Feeding your kids healthy, nutrient-rich foods helps them develop strong bodies and smart brains, too! In a newly published study from the University of Bristol in the United Kingdom, a poor diet in early childhood with lots of bad fats, sugars and processed foods, was associated with a slightly lower IQ at age 8. The biggest impact happened by age 3, the period when the brain is growing fastest! On the other hand, researchers suggest that maintaining a healthy diet may have the opposite effect. As a parent, if you want your children to be healthy eaters, it’s essential to lay the groundwork at home. Doing so is as simple as providing easy, healthy snacks around the house (no Doritos) and, when you’re packing lunch, making sure that what you pack is as appetizing as it is nutritious. This is where a lot of parents struggle…finding and serving healthy foods that children will actually eat. Here are a couple of suggestions!
Mediterranean Chicken Wraps: Spread a thin layer of basil pesto on a 6-inch whole wheat or brown rice tortilla. Add a layer of cooked and chopped chicken breast, thinly sliced red bell pepper, and chopped lettuce; then fold in the ends and roll up. All kinds of variations are possible and you can continue to introduce other nutrient-rich foods like avocado, grilled zucchini and chopped, fresh spinach.
Traditional PB and Honey: Spread 1 tablespoon of natural or organic peanut butter on 2 slices of whole wheat bread. Drizzle or spread lightly with raw honey. Voila. This version of the BPJ sandwich cuts out a lot of the empty sugar calories from the jelly and instead uses a nutrient-dense honey. (Of course, honey is a sugar, too, so use sparingly…just enough for a touch of sweet.)

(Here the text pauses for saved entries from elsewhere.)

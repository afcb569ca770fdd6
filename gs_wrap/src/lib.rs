// Warning groups (as of rust 1.55)
#![deny(
    future_incompatible,
    nonstandard_style,
    rust_2018_compatibility,
    rust_2021_compatibility,
    rust_2018_idioms
)]
// Other warnings (as of rust 1.55)
#![deny(
    asm_sub_register,
    bad_asm_style,
    bindings_with_variant_name,
    clashing_extern_declarations,
    confusable_idents,
    const_item_mutation,
    deprecated,
    deref_nullptr,
    drop_bounds,
    dyn_drop,
    elided_lifetimes_in_paths,
    exported_private_dependencies,
    function_item_references,
    improper_ctypes,
    improper_ctypes_definitions,
    incomplete_features,
    inline_no_sanitize,
    invalid_value,
    irrefutable_let_patterns,
    large_assignments,
    mixed_script_confusables,
    non_shorthand_field_patterns,
    no_mangle_generic_items,
    overlapping_range_endpoints,
    renamed_and_removed_lints,
    stable_features,
    dangling_pointers_from_temporaries,
    trivial_bounds,
    type_alias_bounds,
    uncommon_codepoints,
    unconditional_recursion,
    unknown_lints,
    unnameable_test_items,
    unused_comparisons,
    while_true
)]


//! Command-line plumbing shared by the `gwas2sc` binary.

pub mod logging;
pub mod utils;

Spinach and Black-Bean Burritos: Rinse and drain one 15-ounce can of black beans. Add to heated pan with crushed garlic, a dash of cumin, sea salt and pepper. Mash lightly. Cook for about 8 minutes or until warmed through and remove from heat. On a whole-grain or brown rice tortilla, spread the warmed bean mixture and then evenly distribute chopped spinach on top. Roll up in a paper towel and then tin foil. You can make these 2 days in advance.